**About this exercise:** Search the entries below for "RowKey" and copy each matching line.

**Data supplied:**
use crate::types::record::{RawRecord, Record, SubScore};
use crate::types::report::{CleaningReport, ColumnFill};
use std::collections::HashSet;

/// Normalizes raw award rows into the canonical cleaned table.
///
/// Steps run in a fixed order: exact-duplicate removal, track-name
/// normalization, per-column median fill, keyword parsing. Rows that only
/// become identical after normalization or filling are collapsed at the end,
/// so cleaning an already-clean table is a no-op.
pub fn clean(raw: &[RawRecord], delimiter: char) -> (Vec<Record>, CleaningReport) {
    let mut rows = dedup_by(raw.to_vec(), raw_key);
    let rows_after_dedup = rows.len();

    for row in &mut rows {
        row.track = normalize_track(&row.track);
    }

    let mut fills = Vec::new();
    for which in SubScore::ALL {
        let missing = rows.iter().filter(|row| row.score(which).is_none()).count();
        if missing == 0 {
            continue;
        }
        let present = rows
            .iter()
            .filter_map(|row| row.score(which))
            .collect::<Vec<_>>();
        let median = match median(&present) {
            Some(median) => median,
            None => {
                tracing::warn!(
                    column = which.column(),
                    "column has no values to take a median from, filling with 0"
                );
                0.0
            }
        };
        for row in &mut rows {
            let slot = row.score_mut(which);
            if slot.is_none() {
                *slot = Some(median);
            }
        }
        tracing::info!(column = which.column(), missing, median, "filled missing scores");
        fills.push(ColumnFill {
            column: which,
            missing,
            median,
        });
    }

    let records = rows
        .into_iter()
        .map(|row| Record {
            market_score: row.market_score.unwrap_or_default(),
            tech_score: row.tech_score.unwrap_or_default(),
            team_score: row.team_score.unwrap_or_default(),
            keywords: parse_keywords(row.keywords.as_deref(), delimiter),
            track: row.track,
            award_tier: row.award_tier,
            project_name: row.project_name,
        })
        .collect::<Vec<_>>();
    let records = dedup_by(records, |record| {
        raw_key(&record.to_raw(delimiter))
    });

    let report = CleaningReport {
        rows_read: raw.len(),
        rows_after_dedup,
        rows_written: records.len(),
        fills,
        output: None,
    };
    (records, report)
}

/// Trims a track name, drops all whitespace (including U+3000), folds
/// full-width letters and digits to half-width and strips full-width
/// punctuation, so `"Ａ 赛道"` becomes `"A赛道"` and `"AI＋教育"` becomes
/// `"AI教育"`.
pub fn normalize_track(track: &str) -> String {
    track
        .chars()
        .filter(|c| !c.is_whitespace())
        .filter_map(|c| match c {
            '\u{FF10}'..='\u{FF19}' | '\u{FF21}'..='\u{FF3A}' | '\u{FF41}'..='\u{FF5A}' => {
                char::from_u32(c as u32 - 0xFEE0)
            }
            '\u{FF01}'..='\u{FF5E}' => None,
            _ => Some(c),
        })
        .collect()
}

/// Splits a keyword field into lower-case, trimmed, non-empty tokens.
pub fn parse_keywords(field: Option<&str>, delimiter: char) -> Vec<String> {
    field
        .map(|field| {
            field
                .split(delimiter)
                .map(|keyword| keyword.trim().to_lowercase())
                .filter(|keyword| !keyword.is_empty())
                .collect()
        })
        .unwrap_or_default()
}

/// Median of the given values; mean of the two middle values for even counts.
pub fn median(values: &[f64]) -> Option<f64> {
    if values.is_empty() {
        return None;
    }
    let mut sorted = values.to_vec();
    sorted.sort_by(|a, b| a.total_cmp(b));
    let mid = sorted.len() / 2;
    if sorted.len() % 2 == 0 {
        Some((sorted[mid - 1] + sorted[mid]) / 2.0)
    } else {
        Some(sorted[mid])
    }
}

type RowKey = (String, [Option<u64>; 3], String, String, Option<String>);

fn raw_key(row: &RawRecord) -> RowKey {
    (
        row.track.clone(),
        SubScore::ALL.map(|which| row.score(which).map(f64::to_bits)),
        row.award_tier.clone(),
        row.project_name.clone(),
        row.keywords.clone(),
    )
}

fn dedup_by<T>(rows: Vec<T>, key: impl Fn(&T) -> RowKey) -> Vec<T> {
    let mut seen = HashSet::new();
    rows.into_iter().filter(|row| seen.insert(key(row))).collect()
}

**Answer to the problem:**
type RowKey = (String, [Option<u64>; 3], String, String, Option<String>);
fn raw_key(row: &RawRecord) -> RowKey {
fn dedup_by<T>(rows: Vec<T>, key: impl Fn(&T) -> RowKey) -> Vec<T> {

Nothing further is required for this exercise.